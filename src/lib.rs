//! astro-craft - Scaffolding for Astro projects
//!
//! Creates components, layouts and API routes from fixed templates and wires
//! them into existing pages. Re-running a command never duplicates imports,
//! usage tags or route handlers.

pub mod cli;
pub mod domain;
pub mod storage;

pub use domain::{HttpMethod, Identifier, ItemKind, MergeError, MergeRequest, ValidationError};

----

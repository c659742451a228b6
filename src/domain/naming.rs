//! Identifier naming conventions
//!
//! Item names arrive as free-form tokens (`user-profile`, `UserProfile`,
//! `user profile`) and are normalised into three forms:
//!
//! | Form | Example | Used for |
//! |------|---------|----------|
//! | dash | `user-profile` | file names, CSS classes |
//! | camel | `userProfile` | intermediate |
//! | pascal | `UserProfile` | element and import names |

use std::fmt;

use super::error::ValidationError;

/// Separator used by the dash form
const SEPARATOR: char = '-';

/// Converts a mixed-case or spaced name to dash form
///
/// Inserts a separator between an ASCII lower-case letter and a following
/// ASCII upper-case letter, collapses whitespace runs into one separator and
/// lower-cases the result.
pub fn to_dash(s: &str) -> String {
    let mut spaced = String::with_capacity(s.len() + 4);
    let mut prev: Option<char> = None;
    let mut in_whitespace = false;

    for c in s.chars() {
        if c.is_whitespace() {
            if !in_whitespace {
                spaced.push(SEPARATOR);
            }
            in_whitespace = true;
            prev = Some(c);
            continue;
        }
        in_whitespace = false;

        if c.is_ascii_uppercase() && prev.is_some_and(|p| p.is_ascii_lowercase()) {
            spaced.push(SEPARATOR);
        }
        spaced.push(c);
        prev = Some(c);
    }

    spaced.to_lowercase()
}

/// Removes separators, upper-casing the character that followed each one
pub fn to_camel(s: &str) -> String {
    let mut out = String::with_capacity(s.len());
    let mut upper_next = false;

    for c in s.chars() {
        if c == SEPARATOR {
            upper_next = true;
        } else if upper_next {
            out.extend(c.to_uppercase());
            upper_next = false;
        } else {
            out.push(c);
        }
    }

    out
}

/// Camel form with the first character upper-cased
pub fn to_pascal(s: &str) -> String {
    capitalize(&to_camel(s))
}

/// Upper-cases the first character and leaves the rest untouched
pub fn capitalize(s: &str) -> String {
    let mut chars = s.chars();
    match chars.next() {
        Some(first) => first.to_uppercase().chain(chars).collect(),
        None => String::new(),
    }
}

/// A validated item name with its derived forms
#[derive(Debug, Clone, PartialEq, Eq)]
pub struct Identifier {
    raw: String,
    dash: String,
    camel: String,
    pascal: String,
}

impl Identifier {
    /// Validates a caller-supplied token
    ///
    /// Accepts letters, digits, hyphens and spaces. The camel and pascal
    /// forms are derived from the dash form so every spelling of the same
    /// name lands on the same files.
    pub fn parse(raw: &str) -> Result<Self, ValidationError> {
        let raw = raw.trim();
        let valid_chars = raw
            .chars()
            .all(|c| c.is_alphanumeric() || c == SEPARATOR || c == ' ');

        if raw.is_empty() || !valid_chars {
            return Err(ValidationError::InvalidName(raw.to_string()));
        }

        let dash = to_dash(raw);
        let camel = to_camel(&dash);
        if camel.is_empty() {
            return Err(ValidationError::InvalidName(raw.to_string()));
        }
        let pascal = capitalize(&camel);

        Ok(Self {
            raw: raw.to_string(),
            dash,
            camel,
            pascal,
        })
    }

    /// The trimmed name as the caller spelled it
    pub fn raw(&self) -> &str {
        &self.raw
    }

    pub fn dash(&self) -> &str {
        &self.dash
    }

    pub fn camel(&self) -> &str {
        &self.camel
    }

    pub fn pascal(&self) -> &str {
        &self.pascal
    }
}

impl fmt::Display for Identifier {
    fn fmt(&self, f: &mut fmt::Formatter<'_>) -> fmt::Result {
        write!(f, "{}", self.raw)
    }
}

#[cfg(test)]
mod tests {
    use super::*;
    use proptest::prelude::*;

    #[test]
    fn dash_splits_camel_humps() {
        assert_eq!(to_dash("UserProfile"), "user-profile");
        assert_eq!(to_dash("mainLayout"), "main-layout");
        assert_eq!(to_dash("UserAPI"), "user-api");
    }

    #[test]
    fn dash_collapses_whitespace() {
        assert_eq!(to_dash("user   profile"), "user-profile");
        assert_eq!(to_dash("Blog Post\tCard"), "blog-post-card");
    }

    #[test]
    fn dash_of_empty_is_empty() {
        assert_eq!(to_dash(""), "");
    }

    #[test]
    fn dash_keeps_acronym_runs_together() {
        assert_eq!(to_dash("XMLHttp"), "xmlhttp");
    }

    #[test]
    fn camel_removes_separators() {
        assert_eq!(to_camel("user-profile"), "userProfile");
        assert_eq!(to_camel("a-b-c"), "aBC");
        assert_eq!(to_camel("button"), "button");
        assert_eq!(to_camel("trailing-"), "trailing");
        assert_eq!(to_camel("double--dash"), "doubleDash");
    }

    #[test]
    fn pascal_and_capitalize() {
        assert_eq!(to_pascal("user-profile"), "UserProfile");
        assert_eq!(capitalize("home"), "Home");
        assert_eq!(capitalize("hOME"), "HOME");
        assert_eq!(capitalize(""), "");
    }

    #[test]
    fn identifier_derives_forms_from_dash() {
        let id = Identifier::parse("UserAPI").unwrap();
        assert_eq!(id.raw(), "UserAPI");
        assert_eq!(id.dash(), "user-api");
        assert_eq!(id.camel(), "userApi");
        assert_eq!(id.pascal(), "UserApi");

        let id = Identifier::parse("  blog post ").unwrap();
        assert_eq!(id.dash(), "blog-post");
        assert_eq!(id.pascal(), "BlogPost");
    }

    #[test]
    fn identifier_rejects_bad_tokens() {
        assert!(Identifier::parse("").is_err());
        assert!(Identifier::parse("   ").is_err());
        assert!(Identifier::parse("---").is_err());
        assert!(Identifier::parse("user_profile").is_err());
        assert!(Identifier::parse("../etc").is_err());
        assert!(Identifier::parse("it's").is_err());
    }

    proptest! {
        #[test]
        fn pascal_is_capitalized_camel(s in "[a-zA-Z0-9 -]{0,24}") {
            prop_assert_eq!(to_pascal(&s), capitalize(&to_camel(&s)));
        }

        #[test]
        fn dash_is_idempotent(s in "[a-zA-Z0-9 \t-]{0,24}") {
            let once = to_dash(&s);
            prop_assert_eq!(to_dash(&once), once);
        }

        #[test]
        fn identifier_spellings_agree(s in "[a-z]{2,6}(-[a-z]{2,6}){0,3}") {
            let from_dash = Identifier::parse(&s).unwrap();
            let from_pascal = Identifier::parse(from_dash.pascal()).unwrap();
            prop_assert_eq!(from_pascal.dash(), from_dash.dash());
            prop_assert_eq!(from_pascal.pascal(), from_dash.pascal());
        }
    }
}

----

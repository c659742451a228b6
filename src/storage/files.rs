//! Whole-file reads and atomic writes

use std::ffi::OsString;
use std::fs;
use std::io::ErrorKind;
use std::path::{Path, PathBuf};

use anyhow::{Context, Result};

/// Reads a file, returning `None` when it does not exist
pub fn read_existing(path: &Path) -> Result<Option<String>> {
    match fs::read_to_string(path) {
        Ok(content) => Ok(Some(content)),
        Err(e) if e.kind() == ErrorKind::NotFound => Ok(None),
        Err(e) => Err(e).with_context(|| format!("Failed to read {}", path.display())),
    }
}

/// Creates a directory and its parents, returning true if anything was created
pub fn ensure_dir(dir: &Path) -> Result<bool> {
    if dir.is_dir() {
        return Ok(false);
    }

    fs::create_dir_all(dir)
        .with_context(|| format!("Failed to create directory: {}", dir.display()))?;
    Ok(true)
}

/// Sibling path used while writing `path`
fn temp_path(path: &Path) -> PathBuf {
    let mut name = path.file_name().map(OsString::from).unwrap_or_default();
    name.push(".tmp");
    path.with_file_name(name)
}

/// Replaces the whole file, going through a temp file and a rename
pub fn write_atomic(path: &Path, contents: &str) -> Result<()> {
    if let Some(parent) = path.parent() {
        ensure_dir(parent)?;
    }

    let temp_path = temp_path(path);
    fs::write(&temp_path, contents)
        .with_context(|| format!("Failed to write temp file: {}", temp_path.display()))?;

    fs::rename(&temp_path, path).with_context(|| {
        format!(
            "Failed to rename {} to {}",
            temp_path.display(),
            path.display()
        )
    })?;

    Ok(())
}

----

Problem details ▸ Going through the records above line by line, tally those with the word "same" and answer with the number only.

Task response ▸ 2